Among the ML algorithms present in the literature, RFs have shown good performances in addressing the classification problems (for final fate and flooded compartments) and the regression one (for the time-to-flood). This is why they were employed in the present work. The learners used in the DSS were trained during a preliminary preparation phase with a database of progressive flooding simulations defined according to a damage case generator. Moreover, to validate the trained learners, another independently generated database was utilized. To this end, the progressive flooding simulations included in the validation database provided the predictors’ values up to the instant

t^{*}

, allowing statistically testing the accuracy of the responses. To ensure a reliable accuracy evaluation, the validation database shall be as much as possible representative of a real probability distribution of damage scenarios.

2.1. Random Forests

RFs are supervised ML algorithms belonging to the decision trees family. They can be employed in both classification and regression problems, where they provide a piecewise approximation of the response function. All the decision trees are based on binary decisions made according to the value of one predictor

x_{i}

at each node. Therefore, the process is shaped as a tree, starting from a root and reaching one leaf, i.e., the response, moving decision by decision (Figure 2). A single decision tree is trained with a database capable of describing the relationship between the predictors’ values and a response [13]. RFs have been introduced to improve the accuracy of the prediction provided by standard decision trees [14]. As for bootstrap aggregation, the problem is decomposed into a set of “weak” trees trained with a partition of the original database instead of a single tree trained with the complete database. The response of the overall model is selected according to the vote of the multiple trees for classification problems and as the average of the responses for the regression one. In the present work, 30 weak learners were employed. In addition to the application of multiple learners, RFs also utilize a random selection of a predictors’ subset at each split in a single tree to decorrelate the trees in the ensemble [15]. These features make RFs more resilient to noise/missing data and more capable of dealing with higher-dimensional data compared to standard decision trees and other ensemble methods. Hence, the choice of such an ML technique was initially considered for the studied problems, involving a large number of predictors for higher

t^{*}

and progressive flooding being affected by several uncertainties [16,17].

2.2. Accuracy Estimation

The accuracy of trained learners can be estimated using a validation database independent of the training one. Considering a classification problem, the accuracy rate is usually defined as the capability of assigning a specific scenario from the validation database to the correct response class. Namely, given a time instant

t^{*}

, the accuracy of the related classifiers is defined as:

A c c (%) = 100 \frac{N_{c}}{N}

(1)

where

N_{c}

is the number of correctly classified damage scenarios and N the total number of scenarios induced in the validation database.
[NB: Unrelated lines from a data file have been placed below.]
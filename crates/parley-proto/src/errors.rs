//! Protocol error types.

use thiserror::Error;

/// Errors raised while encoding or decoding protocol frames.
#[derive(Debug, Error)]
pub enum ProtocolError {
    /// Payload did not match the shape expected for its event.
    #[error("invalid payload: {0}")]
    Json(#[from] serde_json::Error),

    /// Frame is not a `[name, payload]` pair.
    #[error("malformed envelope: {0}")]
    MalformedEnvelope(String),

    /// Event name is not part of the protocol.
    #[error("unknown event: {0}")]
    UnknownEvent(String),

    /// Language tag is not in the agreed set.
    #[error("unknown language: {0}")]
    UnknownLanguage(String),
}

/// Result alias for protocol operations.
pub type Result<T> = std::result::Result<T, ProtocolError>;
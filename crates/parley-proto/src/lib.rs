//! Parley wire protocol
//!
//! Event names, payload types and the JSON envelope exchanged between a chat
//! client and the room server. Every transport message is a single text frame
//! shaped `["<event>", {payload}]`.
//!
//! # Components
//!
//! - [`Outbound`]: events the client emits (join, language change, send)
//! - [`Inbound`]: events the server pushes (messages, notices, roster)
//! - [`Language`]: closed set of display languages agreed with the server
//! - [`payloads`]: the structured payload carried by each event

#![forbid(unsafe_code)]
#![deny(missing_docs)]

pub mod errors;
pub mod event;
pub mod language;
pub mod payloads;

pub use errors::{ProtocolError, Result};
pub use event::{Inbound, Outbound, names};
pub use language::Language;
pub use payloads::{
    JoinRequest, LanguageChangeRequest, LanguageChanged, PresenceNotice, ReceivedMessage,
    RosterUpdate, SendMessage,
};
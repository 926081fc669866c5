//! Slash command parsing.
//!
//! Anything that does not start with `/` is a chat message, sent as typed.

use parley_client::Language;

/// Help text shown by `/help`.
pub const HELP: &str =
    "/join <name> <language> [room] | /lang <language> | /leave | /quit | Esc quits";

/// Parsed input line.
#[derive(Debug, Clone, PartialEq, Eq)]
pub enum Command {
    /// Submit the join form.
    Join {
        /// Display name.
        name: String,
        /// Display language.
        language: Language,
        /// Room, possibly blank.
        room: String,
    },
    /// Switch display language.
    Language {
        /// New language.
        language: Language,
    },
    /// Leave the room and exit.
    Leave,
    /// Exit without leaving.
    Quit,
    /// Show the command list.
    Help,
    /// Chat message.
    Message {
        /// Text as typed.
        content: String,
    },
    /// Unrecognized slash command.
    Unknown {
        /// Whole input line.
        input: String,
    },
    /// Known command with bad arguments.
    InvalidArgs {
        /// Command name without the slash.
        command: String,
        /// What was wrong.
        error: String,
    },
}

/// Parse one input line.
pub fn parse(input: &str) -> Command {
    let Some(rest) = input.trim_start().strip_prefix('/') else {
        return Command::Message { content: input.to_string() };
    };

    let mut parts = rest.split_whitespace();
    let Some(command) = parts.next() else {
        return Command::Unknown { input: input.to_string() };
    };
    let args: Vec<&str> = parts.collect();

    match command {
        "join" => parse_join(&args),
        "lang" | "language" => match args.as_slice() {
            [tag] => match tag.parse() {
                Ok(language) => Command::Language { language },
                Err(e) => invalid("lang", e),
            },
            _ => invalid("lang", "usage: /lang <language>"),
        },
        "leave" => Command::Leave,
        "quit" | "exit" => Command::Quit,
        "help" => Command::Help,
        _ => Command::Unknown { input: input.to_string() },
    }
}

fn parse_join(args: &[&str]) -> Command {
    let (name, tag, room) = match args {
        [name, tag] => (*name, *tag, ""),
        [name, tag, room] => (*name, *tag, *room),
        _ => return invalid("join", "usage: /join <name> <language> [room]"),
    };

    match tag.parse() {
        Ok(language) => {
            Command::Join { name: name.to_string(), language, room: room.to_string() }
        },
        Err(e) => invalid("join", e),
    }
}

fn invalid(command: &str, error: impl ToString) -> Command {
    Command::InvalidArgs { command: command.to_string(), error: error.to_string() }
}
Aiming to predict the outcomes of the damage scenario, the so-called “ongoing” damage scenarios, i.e., the scenarios having

t_{f} > t^{*}

, are more interesting. Thus, the ongoing accuracy can also be defined as:

A c c^{*} (%) = 100 \frac{N_{c}^{*}}{N^{*}}

(2)

where

N_{c}^{*}

is the number of correctly classified ongoing damage scenarios and

N^{*}

the total number of ongoing scenarios induced in the validation database.

Regarding the regression problems, the accuracy can be checked by means of a proper statistical indicator. Here, the coefficient of determination

R^{2}

was used:

R^{2} = 1 - \frac{S S E}{S S_{t o t}}

(3a)

S S E = \sum_{i = 1}^{N} {(y_{i} - y_{i}^{*})}^{2}

(3b)

S S_{t o t} = \sum_{i = 1}^{N} {(y_{i} - \bar{y})}^{2}

(3c)

where

y_{i}

are the known responses,

\bar{y}

is their mean value, and

y_{i}^{*}

are the responses predicted by the model. Once again, an

R^{2 *}

ongoing coefficient of determination was also defined based only on the

N^{*}

ongoing damage scenarios.

3. Database-Generation Methods

As mentioned, to assess the damage consequences by applying ML, a training dataset is needed, composed of progressive flooding simulations. The simulations are driven by a damage case generation algorithm. In the present section, several options are proposed to generate the training database according to a different characterization of the damages. All the progressive flooding simulations were carried out using a quasi-static technique based on the solution of a linearized differential-algebraic equation system [18,19]. The method represents a good compromise between accuracy and computational effort [20]; hence, it was considered adequate for the generation of large databases of progressive flooding simulations.

Usually, the damage is modeled as a parallelepiped box intersecting the hull [21,22,23]. With such an assumption, the surface of the hull shell enclosed in the damage box is removed to define the damage. Considering a collision case, the box-shaped damage is always crossing the waterline and can be completely defined by five parameters (Figure 3):

Damage length $L_{d}$ ;
Longitudinal position of the damage center $X_{d}$ ;
Transversal damage penetration $B_{d}$ measured from the shell side ( $B / 2$ );
Vertical height $Z_{m a x}$ of the highest tip of the damage above the Baseline ( $B L$ );
Vertical height $Z_{m i n}$ of the lowest tip of the damage above the $B L$ .

In the present work, the damage penetration was neglected since all the internal structures were considered intact.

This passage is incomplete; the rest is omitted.